Robust Tet-Off Inducible Expression of Transgenic NgR1 mRNA and Protein.
There were certain differences in the precise patterns and intensities of overexpression between lines (Fig. 1). NgR1 overexpressing (double transgenic: CamKIIa and pTRE/NgR1) mice and heterozygous (single transgenic: CamKIIa or pTRE/NgR1) littermates from the L1 and L2 lines were chosen and produced similar results. Consistent with choice of promoter, transgenic NgR (NgR1T) transcription was robust in striatum, hippocampus and cortex cerebri (Fig. 1 A and B), as well as in the olfactory bulb and amygdala (Fig. 1B). While transgenic mRNA levels were higher than endogenous levels in all areas of expression in both L1 and L2 mice, L2 NgR1 levels were generally considerably lower than L1 levels (Fig. 1B). Doxycycline counteracted the increased NgR1 mRNA levels in L1 mice (hippocampal CA3 levels in nCi/g: control 154, control + dox 1 month 145, L1 302, L1 + dox 1 month 149). We found strong increases of NgR1 protein levels in hippocampus, cortex, striatum, and olfactory bulb of L1 mice (Fig. S5).
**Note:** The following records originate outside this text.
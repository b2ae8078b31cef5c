//! Cross-suite aggregation.
//!
//! Aggregates are sums of suite counts, so merging is O(number of suites),
//! commutative and associative. Failing suites are retained by reference so
//! the gate can list their failing cases.

use std::collections::BTreeMap;
use std::sync::Arc;

use serde::{Serialize, Serializer};

use crate::domain::{CaseResult, EvalGateError, Result, SuiteResult};

/// Merge suite results into one aggregate. An empty input yields `{0, 0}`.
pub fn merge<'a, I>(results: I) -> AggregateResult
where
    I: IntoIterator<Item = &'a Arc<SuiteResult>>,
{
    results
        .into_iter()
        .fold(AggregateResult::default(), |acc, r| acc.merge(AggregateResult::of(r)))
}

/// Summed counts over a set of suites.
#[derive(Debug, Clone, Default)]
pub struct AggregateResult {
    passed: u64,
    total: u64,
    failing: Vec<Arc<SuiteResult>>,
}

impl AggregateResult {
    /// Aggregate of a single suite.
    pub fn of(result: &Arc<SuiteResult>) -> Self {
        Self {
            passed: result.passed(),
            total: result.total(),
            failing: if result.failed() > 0 {
                vec![Arc::clone(result)]
            } else {
                Vec::new()
            },
        }
    }

    /// Aggregate over a keyed set of suites, merged in key order.
    pub fn from_map<K>(results: &BTreeMap<K, Arc<SuiteResult>>) -> Self {
        merge(results.values())
    }

    /// Aggregate from bare counts, with no case detail for diagnostics.
    pub fn from_counts(passed: u64, total: u64) -> Result<Self> {
        if passed > total {
            return Err(EvalGateError::InvalidAggregate { passed, total });
        }
        Ok(Self {
            passed,
            total,
            failing: Vec::new(),
        })
    }

    /// Sum two aggregates.
    pub fn merge(mut self, other: Self) -> Self {
        self.passed += other.passed;
        self.total += other.total;
        self.failing.extend(other.failing);
        self
    }

    pub fn passed(&self) -> u64 {
        self.passed
    }

    pub fn total(&self) -> u64 {
        self.total
    }

    pub fn failed(&self) -> u64 {
        self.total - self.passed
    }

    /// Percentage of passing cases; `None` when there are no cases.
    pub fn pass_rate(&self) -> Option<f64> {
        if self.total == 0 {
            None
        } else {
            Some(100.0 * self.passed as f64 / self.total as f64)
        }
    }

    /// Failing cases of the merged suites, suite by suite in merge order.
    pub fn failing_cases(&self) -> impl Iterator<Item = &CaseResult> {
        self.failing.iter().flat_map(|s| s.failing_cases())
    }
}

/// Equality compares counts only; retained suites are diagnostic context.
impl PartialEq for AggregateResult {
    fn eq(&self, other: &Self) -> bool {
        self.passed == other.passed && self.total == other.total
    }
}

impl Eq for AggregateResult {}

impl Serialize for AggregateResult {
    fn serialize<S: Serializer>(&self, serializer: S) -> std::result::Result<S::Ok, S::Error> {
        #[derive(Serialize)]
        struct Counts {
            passed: u64,
            total: u64,
        }
        Counts {
            passed: self.passed,
            total: self.total,
        }
        .serialize(serializer)
    }
}
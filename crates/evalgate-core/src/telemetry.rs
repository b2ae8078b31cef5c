//! Centralised tracing initialisation for evalgate consumers.
//!
//! Call [`init_tracing`] once at program start to configure the global
//! subscriber with an `EnvFilter` and optional JSON formatting.
//!
//! Safe to call more than once: subsequent calls are silently ignored
//! (the global subscriber can only be set once per process).

use tracing::Level;
use tracing_subscriber::layer::SubscriberExt;
use tracing_subscriber::util::SubscriberInitExt;
use tracing_subscriber::{fmt, EnvFilter};

/// Filter variable checked before `RUST_LOG`.
pub const LOG_ENV: &str = "EVALGATE_LOG";

/// Set to `json` to emit newline-delimited JSON.
pub const LOG_FORMAT_ENV: &str = "EVALGATE_LOG_FORMAT";

/// Initialise the global tracing subscriber.
///
/// * `json`: when `true`, emit newline-delimited JSON log lines.
/// * `level`: default verbosity when neither `EVALGATE_LOG` nor `RUST_LOG`
///   is set.
pub fn init_tracing(json: bool, level: Level) {
    let env_filter = EnvFilter::try_from_env(LOG_ENV)
        .or_else(|_| EnvFilter::try_from_default_env())
        .unwrap_or_else(|_| EnvFilter::new(level.as_str()));

    if json {
        tracing_subscriber::registry()
            .with(env_filter)
            .with(fmt::layer().with_target(false).json())
            .try_init()
            .ok();
    } else {
        tracing_subscriber::registry()
            .with(env_filter)
            .with(fmt::layer().with_target(false))
            .try_init()
            .ok();
    }
}

/// Initialise tracing with the format taken from `EVALGATE_LOG_FORMAT`.
pub fn init_tracing_from_env(level: Level) {
    let json = std::env::var(LOG_FORMAT_ENV)
        .map(|v| v.eq_ignore_ascii_case("json"))
        .unwrap_or(false);
    init_tracing(json, level);
}
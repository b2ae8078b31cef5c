//! Ensures all workspace crates use `version.workspace = true` and that
//! the workspace version is consistent across all Cargo.toml files.

use std::path::Path;

/// Read the workspace version from the root Cargo.toml.
fn workspace_version() -> String {
    let root = Path::new(env!("CARGO_MANIFEST_DIR"))
        .parent()
        .unwrap()
        .parent()
        .unwrap();
    let root_toml = std::fs::read_to_string(root.join("Cargo.toml")).unwrap();
    let doc: toml::Value = root_toml.parse().unwrap();
    doc["workspace"]["package"]["version"]
        .as_str()
        .unwrap()
        .to_string()
}

/// Member paths listed in the root Cargo.toml.
fn workspace_members() -> Vec<String> {
    let root = Path::new(env!("CARGO_MANIFEST_DIR"))
        .parent()
        .unwrap()
        .parent()
        .unwrap();
    let root_toml = std::fs::read_to_string(root.join("Cargo.toml")).unwrap();
    let doc: toml::Value = root_toml.parse().unwrap();
    doc["workspace"]["members"]
        .as_array()
        .unwrap()
        .iter()
        .map(|m| m.as_str().unwrap().to_string())
        .collect()
}

/// Read the resolved version from a crate's Cargo.toml.
/// If the crate uses `version.workspace = true`, Cargo resolves it at
/// compile time, so we check that the CARGO_PKG_VERSION matches.
fn crate_version(manifest_dir: &Path) -> String {
    let toml_str = std::fs::read_to_string(manifest_dir.join("Cargo.toml")).unwrap();
    let doc: toml::Value = toml_str.parse().unwrap();

    // Check if version.workspace = true
    if let Some(pkg) = doc.get("package") {
        if let Some(version) = pkg.get("version") {
            if let Some(table) = version.as_table() {
                if table.get("workspace").and_then(|v| v.as_bool()) == Some(true) {
                    return "workspace".to_string();
                }
            }
            if let Some(v) = version.as_str() {
                return v.to_string();
            }
        }
    }
    panic!(
        "Could not read version from {}",
        manifest_dir.join("Cargo.toml").display()
    );
}

#[test]
fn all_crates_use_workspace_version() {
    let workspace_root = Path::new(env!("CARGO_MANIFEST_DIR"))
        .parent()
        .unwrap()
        .parent()
        .unwrap();

    let members = workspace_members();
    assert!(
        members.iter().any(|m| m == "crates/evalgate-core"),
        "evalgate-core missing from workspace members: {:?}",
        members
    );

    for krate in &members {
        let manifest_dir = workspace_root.join(krate);
        let version = crate_version(&manifest_dir);
        assert_eq!(
            version, "workspace",
            "{} should use version.workspace = true, got version = {:?}",
            krate, version
        );
    }
}

#[test]
fn workspace_version_matches_cargo_pkg() {
    let ws_version = workspace_version();
    let pkg_version = env!("CARGO_PKG_VERSION");
    assert_eq!(evalgate_core::VERSION, pkg_version);
    assert_eq!(
        ws_version, pkg_version,
        "workspace version ({}) != CARGO_PKG_VERSION ({})",
        ws_version, pkg_version
    );
}
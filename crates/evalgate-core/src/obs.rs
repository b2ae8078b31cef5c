//! Structured observability hooks for suite lifecycle events.
//!
//! This module provides:
//! - Suite-scoped tracing spans via `SuiteSpan` RAII guard
//! - Emission functions for key lifecycle events: suite start/finish,
//!   cache poisoning, fan-out completion, gate evaluation
//!
//! Events are emitted at `info!` level (filter with `EVALGATE_LOG`).
//! For JSON output, set `EVALGATE_LOG_FORMAT=json`.

use tracing::info;

/// RAII guard that enters a suite-scoped tracing span.
///
/// Only use this in synchronous code; async code should attach a span with
/// `tracing::Instrument` instead of holding the guard across awaits.
pub struct SuiteSpan {
    _span: tracing::span::EnteredSpan,
}

impl SuiteSpan {
    /// Create and enter a span tagged with the suite id.
    pub fn enter(suite_id: &str) -> Self {
        let span = tracing::info_span!("evalgate.suite", suite_id = %suite_id);
        Self {
            _span: span.entered(),
        }
    }
}

/// Emit event: suite execution started.
pub fn emit_suite_started(run_id: &str, suite_id: &str, cases: usize) {
    info!(event = "suite.started", run_id = %run_id, suite_id = %suite_id, cases = cases);
}

/// Emit event: suite execution finished with its counts.
pub fn emit_suite_finished(run_id: &str, suite_id: &str, passed: u64, total: u64, duration_ms: u64) {
    info!(
        event = "suite.finished",
        run_id = %run_id,
        suite_id = %suite_id,
        passed = passed,
        total = total,
        duration_ms = duration_ms,
    );
}

/// Emit event: a suite could not produce a result (warning level).
pub fn emit_suite_failed(run_id: &str, suite_id: &str, error: &dyn std::fmt::Display) {
    tracing::warn!(event = "suite.failed", run_id = %run_id, suite_id = %suite_id, error = %error);
}

/// Emit event: pending suites were poisoned (warning level).
pub fn emit_cache_poisoned(run_id: &str, count: usize, reason: &str) {
    tracing::warn!(event = "cache.poisoned", run_id = %run_id, count = count, reason = %reason);
}

/// Emit event: a fan-out over several suites settled.
pub fn emit_fanout_finished(run_id: &str, requested: usize, failed: usize, duration_ms: u64) {
    info!(
        event = "fanout.finished",
        run_id = %run_id,
        requested = requested,
        failed = failed,
        duration_ms = duration_ms,
    );
}

/// Emit event: gate evaluation completed with pass rate and verdict.
pub fn emit_gate_evaluated(tier: &str, pass_rate: f64, threshold: f64, ok: bool) {
    info!(
        event = "gate.evaluated",
        tier = %tier,
        pass_rate = pass_rate,
        threshold = threshold,
        ok = ok,
    );
}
After delivery of doxycycline for 1 month, NgR protein levels were no longer increased in any of these areas (Fig. S5). NgR1 protein levels were below the detection level in cerebellum and spinal cord (Fig. S5). In hippocampus, cortex, and striatum, protein levels were markedly decreased 3 days after initiating doxycycline treatment, and protein overexpression could no longer be seen after 9 days (Fig. 1C). As expected, subcellular fractionation showed high amounts of NgR1 protein in the plasma membrane fraction of hippocampal, cortical and striatal tissue (Fig. 1C). We observed that neither endogenous NgR1 mRNA levels (Fig. 1 A and B), nor levels of Nogo, Lingo-1, Troy, or BDNF mRNA were significantly affected by transgene expression (Fig. S6). Using immunohistochemistry, we found supranormal levels of NgR-like immunoreactivity in cortical, hippocampal and striatal areas of L1 mice (Fig. 1D). Of note, NgR-like immunoreactivity was found not only in the striatal neuropil, presumably partly emanating from the cortico-striatal pathways, but also in substantia nigra pars reticulata, presumably reflecting NgR protein in projections from NgR expressing striatal output neurons, as indicated by the marked CamKII-driven NgR mRNA expression observed in striatal neurons (Fig. 1A). Importantly, when transgenic mice were challenged with kainic acid, NgR1 transgene transcription was maintained (Fig. 1E).
Fig. 1.
Characterization of inducible NgR1 overexpression. (A) In situ hybridization showing endogenous (NgRE) and transgenic (NgRT) mRNA in two transgenic mouse lines (L1 and L2) and controls (CON), quantified in (B) (OB: olfactory bulb, DG: dentate gyrus). The expression of transgene is specific in forebrain neurons and stronger in L1 than L2 (n = 3). Means ± SEM. (C) Upper three lanes: NgR1 protein in three brain areas of control and L1 mice before and after 1, 3, and 9 days of treatment with doxycycline (dox). Loading controls: GAPDH. For cortex, additional lanes between day 3 and 9 were digitally removed from the membrane picture. Lower lane: NgR1 protein in plasma membrane fractions from three brain areas of control and L1 mice. Loading control: N-Cadherin. (D) Strong NgR-like immunoreactivity in three brain areas of L1 compared to control mice. (Scale bar, 200 μm and 20 μm for DG enlargement.) (E) Robust transgene overexpression in L1 mice is maintained after kainic acid (KA).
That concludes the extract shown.